Required work: Only one number is wanted: the count of lines in the records below that hold the word "entity".

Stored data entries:
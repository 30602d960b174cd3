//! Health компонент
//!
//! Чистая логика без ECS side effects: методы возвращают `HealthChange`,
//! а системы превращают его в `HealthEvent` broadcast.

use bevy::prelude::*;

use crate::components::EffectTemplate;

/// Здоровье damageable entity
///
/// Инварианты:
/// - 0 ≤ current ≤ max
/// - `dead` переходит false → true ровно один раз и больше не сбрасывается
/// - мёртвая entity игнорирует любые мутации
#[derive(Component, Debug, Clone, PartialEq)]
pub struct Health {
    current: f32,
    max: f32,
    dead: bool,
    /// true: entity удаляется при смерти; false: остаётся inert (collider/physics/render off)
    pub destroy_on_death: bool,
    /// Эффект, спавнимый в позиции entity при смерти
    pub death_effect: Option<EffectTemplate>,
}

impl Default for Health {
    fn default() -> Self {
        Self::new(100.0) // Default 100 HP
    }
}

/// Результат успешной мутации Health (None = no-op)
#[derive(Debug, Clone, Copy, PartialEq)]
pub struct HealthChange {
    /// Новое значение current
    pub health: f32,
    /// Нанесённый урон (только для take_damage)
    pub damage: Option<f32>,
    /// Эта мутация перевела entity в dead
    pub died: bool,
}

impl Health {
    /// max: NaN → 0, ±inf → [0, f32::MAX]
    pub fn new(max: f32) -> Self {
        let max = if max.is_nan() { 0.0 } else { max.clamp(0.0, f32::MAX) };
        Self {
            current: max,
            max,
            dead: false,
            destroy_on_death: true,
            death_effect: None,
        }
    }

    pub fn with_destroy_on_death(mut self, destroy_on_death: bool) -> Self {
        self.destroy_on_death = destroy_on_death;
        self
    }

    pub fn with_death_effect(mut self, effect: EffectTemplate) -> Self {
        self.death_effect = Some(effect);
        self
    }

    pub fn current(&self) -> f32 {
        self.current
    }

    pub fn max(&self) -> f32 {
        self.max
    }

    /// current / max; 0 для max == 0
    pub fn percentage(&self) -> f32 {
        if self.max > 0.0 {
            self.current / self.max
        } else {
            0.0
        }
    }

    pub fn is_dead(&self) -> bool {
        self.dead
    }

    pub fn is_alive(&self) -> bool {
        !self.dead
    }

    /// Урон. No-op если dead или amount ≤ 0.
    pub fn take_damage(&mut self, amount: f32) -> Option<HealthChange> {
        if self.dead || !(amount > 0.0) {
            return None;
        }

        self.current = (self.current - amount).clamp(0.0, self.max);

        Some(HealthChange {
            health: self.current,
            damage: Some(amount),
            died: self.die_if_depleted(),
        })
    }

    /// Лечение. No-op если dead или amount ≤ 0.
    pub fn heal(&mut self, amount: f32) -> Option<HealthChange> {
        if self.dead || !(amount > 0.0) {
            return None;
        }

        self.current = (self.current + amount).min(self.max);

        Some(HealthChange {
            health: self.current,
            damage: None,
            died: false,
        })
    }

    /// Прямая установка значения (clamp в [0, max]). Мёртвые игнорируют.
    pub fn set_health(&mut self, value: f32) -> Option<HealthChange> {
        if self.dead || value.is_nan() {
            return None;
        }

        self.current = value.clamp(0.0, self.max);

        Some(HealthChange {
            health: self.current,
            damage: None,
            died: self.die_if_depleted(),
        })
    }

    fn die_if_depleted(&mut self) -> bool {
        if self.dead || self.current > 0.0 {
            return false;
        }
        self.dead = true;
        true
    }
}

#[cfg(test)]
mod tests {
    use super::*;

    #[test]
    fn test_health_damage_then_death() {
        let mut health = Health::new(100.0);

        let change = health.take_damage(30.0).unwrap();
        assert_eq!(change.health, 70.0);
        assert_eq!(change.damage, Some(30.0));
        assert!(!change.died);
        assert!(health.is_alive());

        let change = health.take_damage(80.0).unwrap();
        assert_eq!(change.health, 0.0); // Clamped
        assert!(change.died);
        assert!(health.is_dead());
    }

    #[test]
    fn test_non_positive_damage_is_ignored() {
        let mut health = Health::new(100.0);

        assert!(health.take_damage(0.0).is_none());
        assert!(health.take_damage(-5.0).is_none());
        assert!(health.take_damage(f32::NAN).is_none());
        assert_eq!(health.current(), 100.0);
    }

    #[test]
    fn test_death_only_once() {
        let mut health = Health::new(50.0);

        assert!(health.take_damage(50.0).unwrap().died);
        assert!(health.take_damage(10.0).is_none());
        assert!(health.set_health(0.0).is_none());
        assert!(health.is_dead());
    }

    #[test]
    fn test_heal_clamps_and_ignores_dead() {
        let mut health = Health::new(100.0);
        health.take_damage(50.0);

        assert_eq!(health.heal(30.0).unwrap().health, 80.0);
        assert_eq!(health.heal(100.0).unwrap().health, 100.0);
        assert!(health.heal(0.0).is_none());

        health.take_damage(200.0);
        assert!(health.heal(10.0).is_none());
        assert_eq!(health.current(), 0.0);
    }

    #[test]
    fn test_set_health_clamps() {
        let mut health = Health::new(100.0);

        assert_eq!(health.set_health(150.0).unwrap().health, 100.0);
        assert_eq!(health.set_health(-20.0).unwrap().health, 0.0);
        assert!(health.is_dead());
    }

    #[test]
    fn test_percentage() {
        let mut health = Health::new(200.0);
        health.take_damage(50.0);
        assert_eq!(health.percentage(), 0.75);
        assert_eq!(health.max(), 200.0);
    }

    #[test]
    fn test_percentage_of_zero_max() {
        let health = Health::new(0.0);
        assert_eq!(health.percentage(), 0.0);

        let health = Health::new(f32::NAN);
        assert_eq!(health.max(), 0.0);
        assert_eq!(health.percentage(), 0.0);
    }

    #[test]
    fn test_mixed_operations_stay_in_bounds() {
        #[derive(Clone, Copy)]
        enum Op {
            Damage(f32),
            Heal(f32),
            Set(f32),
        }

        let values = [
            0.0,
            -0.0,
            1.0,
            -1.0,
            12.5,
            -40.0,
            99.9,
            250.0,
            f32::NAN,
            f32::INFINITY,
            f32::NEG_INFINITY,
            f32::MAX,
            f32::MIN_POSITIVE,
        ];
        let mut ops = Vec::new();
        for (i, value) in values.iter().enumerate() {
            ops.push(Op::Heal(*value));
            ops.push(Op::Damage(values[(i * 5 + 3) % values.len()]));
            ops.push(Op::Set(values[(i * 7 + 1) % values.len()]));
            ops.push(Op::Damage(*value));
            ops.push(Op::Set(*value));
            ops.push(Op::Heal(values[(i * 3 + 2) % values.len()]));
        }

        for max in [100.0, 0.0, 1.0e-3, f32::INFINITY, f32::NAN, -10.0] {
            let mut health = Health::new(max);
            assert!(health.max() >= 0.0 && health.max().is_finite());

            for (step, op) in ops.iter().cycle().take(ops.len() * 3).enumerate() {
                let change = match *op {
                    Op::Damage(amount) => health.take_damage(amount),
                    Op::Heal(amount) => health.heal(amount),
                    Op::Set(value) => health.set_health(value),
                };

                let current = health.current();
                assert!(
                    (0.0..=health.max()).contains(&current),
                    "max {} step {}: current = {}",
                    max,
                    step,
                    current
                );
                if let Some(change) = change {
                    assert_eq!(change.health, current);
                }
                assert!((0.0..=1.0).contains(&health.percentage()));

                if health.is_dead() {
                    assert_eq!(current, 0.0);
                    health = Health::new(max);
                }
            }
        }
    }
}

Solved exercise: 5